(Beginning of Records supplied)
// src/pool.rs
use std::cell::RefCell;
use std::fmt;
use std::rc::Rc;

/// Free blocks a pool keeps before letting returned blocks drop.
const MAX_CACHED_BLOCKS: usize = 64;

struct PoolInner {
    block_size: usize,
    free: RefCell<Vec<Box<[u8]>>>,
    parent: Option<Pool>,
}

/// Single-threaded allocator of fixed-size memory blocks.
///
/// Pools nest: a worker owns a thread pool, every generation and every client
/// own a child of it, and every request gets its own child as well. Blocks
/// released into a child are handed back to its parent when the child is
/// dropped, so a connection's memory is recycled by the worker rather than
/// returned to the global allocator.
///
/// `Pool` is `!Send`; a client pool is never touched by another thread.
#[derive(Clone)]
pub struct Pool {
    inner: Rc<PoolInner>,
}

impl Pool {
    pub fn new(block_size: usize) -> Self {
        Self {
            inner: Rc::new(PoolInner {
                block_size: block_size.max(1),
                free: RefCell::new(Vec::new()),
                parent: None,
            }),
        }
    }

    pub fn child(&self) -> Pool {
        Pool {
            inner: Rc::new(PoolInner {
                block_size: self.inner.block_size,
                free: RefCell::new(Vec::new()),
                parent: Some(self.clone()),
            }),
        }
    }

    pub fn block_size(&self) -> usize {
        self.inner.block_size
    }

    /// Take a block, reusing a cached one when available. Reused blocks keep
    /// stale bytes; callers track their own fill level.
    pub fn acquire(&self) -> Box<[u8]> {
        if let Some(block) = self.inner.free.borrow_mut().pop() {
            return block;
        }
        if let Some(parent) = &self.inner.parent {
            return parent.acquire();
        }
        vec![0u8; self.inner.block_size].into_boxed_slice()
    }

    pub fn release(&self, block: Box<[u8]>) {
        if block.len() != self.inner.block_size {
            return;
        }
        let mut free = self.inner.free.borrow_mut();
        if free.len() < MAX_CACHED_BLOCKS {
            free.push(block);
        }
    }

    pub fn cached_blocks(&self) -> usize {
        self.inner.free.borrow().len()
    }
}

impl Drop for PoolInner {
    fn drop(&mut self) {
        if let Some(parent) = &self.parent {
            for block in self.free.get_mut().drain(..) {
                parent.release(block);
            }
        }
    }
}

impl fmt::Debug for Pool {
    fn fmt(&self, f: &mut fmt::Formatter<'_>) -> fmt::Result {
        f.debug_struct("Pool")
            .field("block_size", &self.inner.block_size)
            .field("cached", &self.cached_blocks())
            .field("nested", &self.inner.parent.is_some())
            .finish()
    }
}

#[cfg(test)]
mod tests {
    use super::*;

    #[test]
    fn test_child_returns_blocks_to_parent() {
        let root = Pool::new(16);
        {
            let client = root.child();
            let a = client.acquire();
            let b = client.acquire();
            assert_eq!(a.len(), 16);
            client.release(a);
            client.release(b);
            assert_eq!(client.cached_blocks(), 2);
            assert_eq!(root.cached_blocks(), 0);
        }
        assert_eq!(root.cached_blocks(), 2);

        let again = root.child();
        let _block = again.acquire();
        assert_eq!(root.cached_blocks(), 1);
    }

    #[test]
    fn test_foreign_block_size_is_dropped() {
        let pool = Pool::new(8);
        pool.release(vec![0u8; 4].into_boxed_slice());
        assert_eq!(pool.cached_blocks(), 0);
    }
}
(End of Records supplied)
> [Task to complete]:
Return every line of the records in which the word "root" is found.

> [Expected answer]:
        let root = Pool::new(16);
            let client = root.child();
            assert_eq!(root.cached_blocks(), 0);
        assert_eq!(root.cached_blocks(), 2);
        let again = root.child();
        assert_eq!(root.cached_blocks(), 1);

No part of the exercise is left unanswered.